Room 209… To my girls Casey and Alyssa, 209 is a great place to stay! I have a nice locker/closet, bed, table and desk. There is also a small bookshelf by the head of the bed. I was able to bring a few things from home to decorate with—and to be honest, it does feel like home. As USIU would say, it’s our home away from home. The dorm buildings, or hostels, are nice and comparable to those at LVC. Of the 5000+ students enrolled here, only 256 live on campus. The Old Block and the New Block make up such living spaces. There are 2 RA’s in each building, a male and a female, for a total of 4. Within the hostels, there are representatives that work to provide entertainment and activities for the residents and those on campus; the reps and the RA’s work together to make campus life active and alive.
Each building has a reception desk where residents drop their keys on the way out. The guard or RA keeps the keys in personalized mail slots to ensure residents do not lose them and have to purchase a replacement. Replacement Keys cost 3,000ksh, or $35.00. Guests, defined as another USIU resident, are allowed to visit and must check in with the reception. Guests are not allowed between the hours of 11pm and 8am. Quiet hours are from 10pm-10am, but just like at LVC, there is 24 hour considerations. Non-USIU members, or visitors, are not allowed to spend nights in the hostels and residents are not allowed to spend the night in another resident’s room, regardless of the day. USIU is also a drug and alcohol free campus. Smoking is also prohibited, unless done in the designated smoking area.
Courses run Monday thru Saturday and each class meets for about 5 hours per week. Any particular course would meet Monday/Wednesday or Tuesday/Thursday. Weekend courses meet Friday or Saturday. Personally, my schedule is as follows:
There are 3 schools of study within USIU in which all the majors and minors would fall under: The Chandaria School of Business, School of Humanities and Social Sciences, and the School of Science and Technology. The classrooms are designed for 2 in a small building. For instance, on the academic block, small buildings labeled AB, CD, and EF… and so on. Two of my courses are in C and one is in A. I think the classrooms run from A-M. The specific schools also have some classrooms within them in addition to Profs offices. The windows are usually open and it is almost like you are outside while still in the classroom, which is fun.

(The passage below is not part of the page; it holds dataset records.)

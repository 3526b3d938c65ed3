use crate::constants::{ATTR_SPEED, HERO, HERO_CONTENT, NAV, PARALLAX_IMG, SCROLLED};
use crate::core::constants::NAV_SCROLLED_OFFSET;
use crate::core::{hero_parallax, image_parallax, parallax_speed, FrameLatch};
use crate::dom;
use std::cell::RefCell;
use std::rc::Rc;
use web_sys as web;

pub fn wire_nav_scroll(document: &web::Document) {
    let Some(nav) = dom::query_one(document, NAV) else {
        log::debug!("[scroll] no nav");
        return;
    };
    let update = move || {
        if dom::scroll_y() > NAV_SCROLLED_OFFSET {
            dom::add_class(&nav, SCROLLED);
        } else {
            dom::remove_class(&nav, SCROLLED);
        }
    };
    update();
    dom::on_window("scroll", move |_: web::Event| update());
}

struct Parallax {
    hero: Option<(web::HtmlElement, web::HtmlElement)>,
    images: Vec<(web::HtmlElement, f64)>,
}

impl Parallax {
    fn update(&self) {
        let scrolled = dom::scroll_y();
        if let Some((hero, content)) = &self.hero {
            if let Some(f) = hero_parallax(scrolled, hero.offset_height() as f64) {
                dom::set_style(content, "opacity", &f.opacity.to_string());
                dom::set_style(content, "transform", &format!("translateY({}px)", f.translate_y));
            }
        }
        if self.images.is_empty() {
            return;
        }
        let (_, viewport_h) = dom::viewport_size();
        for (img, speed) in &self.images {
            let center_y = dom::rect_center(img).y;
            let shift = image_parallax(center_y, viewport_h, *speed);
            dom::set_style(img, "transform", &format!("translateY({shift}px)"));
        }
    }
}

/// Hero fade/drift and image drift, at most once per animation frame.
pub fn wire_parallax(document: &web::Document) {
    let hero = dom::query_one(document, HERO).zip(dom::query_one(document, HERO_CONTENT));
    let images: Vec<_> = dom::query_all(document, PARALLAX_IMG)
        .into_iter()
        .map(|img| {
            let speed = parallax_speed(img.get_attribute(ATTR_SPEED).as_deref());
            (img, speed)
        })
        .collect();
    if hero.is_none() && images.is_empty() {
        log::debug!("[scroll] nothing to parallax");
        return;
    }
    let parallax = Rc::new(Parallax { hero, images });
    let latch = Rc::new(RefCell::new(FrameLatch::default()));

    dom::on_window("scroll", move |_: web::Event| {
        if !latch.borrow_mut().request() {
            return;
        }
        let parallax = parallax.clone();
        let latch = latch.clone();
        dom::next_frame(move || {
            parallax.update();
            latch.borrow_mut().release();
        });
    });
}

The library is probably the newest building. If you go to the USIU website, that is the big, modern building that you will see. The bookshelves are not full, but the facility is very nice. They have a whole multimedia center for internet research, web access, OPAC information, and research assistance. One thing that is very different from LVC is that the security at USIU provides on campus monitoring. For example, when you enter the library, you show the uniformed officers your ID card. When leaving, after checking out your books, the officers search your bag and the books. It is a process that was surprising at first, but has now become part of the usual routine. Officers also patrol the library. The campus is gated, and so in order for anyone to enter, they must pass initial security. Officers use metal detectors and other means of detections to check under vehicles before they are granted access to enter. We have to carry our ID with us wherever we go. The officers are very friendly and helpful, but they do make you aware it is important to keep personal safety in mind.
USIU is located about 20-30 minutes from the capital city of Nairobi. People in the city can be dangerous and as international students, not familiar with certain characters, were advised even to not shake hands with those who look shady because they could be carrying drugs. Personally, I feel safe and have been comfortable with the little travelling I have done. But it’s always good to be aware of your surroundings. The university provides transportation to the West Lands, a popular hangout and living space for most USIU students, for free on Sunday’s and for a commuting fee during the week. A campus van also provides transport to the matatu/ bus pick-ups for 15ksh or 0.17th of a penny. A matatu is a 14-passenger van that usually holds around 15-20 people—It is the main public transport service. As people get dropped off, more get picked up, so sometimes it can take a while to reach your final destination. Some are safer than others, and some will try to charge more depending on how native to Kenya a person looks.
As mentioned, the West Lands are a popular place for people to hang out. There are shopping malls, food courts and restaurants, movie theaters, clubs and so much more. I will be able to share more about this later.
So far, campus life has been fun and a great thing to navigate. The first week of classes has begun and I am so excited for what the semester holds. I have already met so many amazing people! Good friends are hard to come by, but God has definitely provided for me some wonderful friends here at USIU.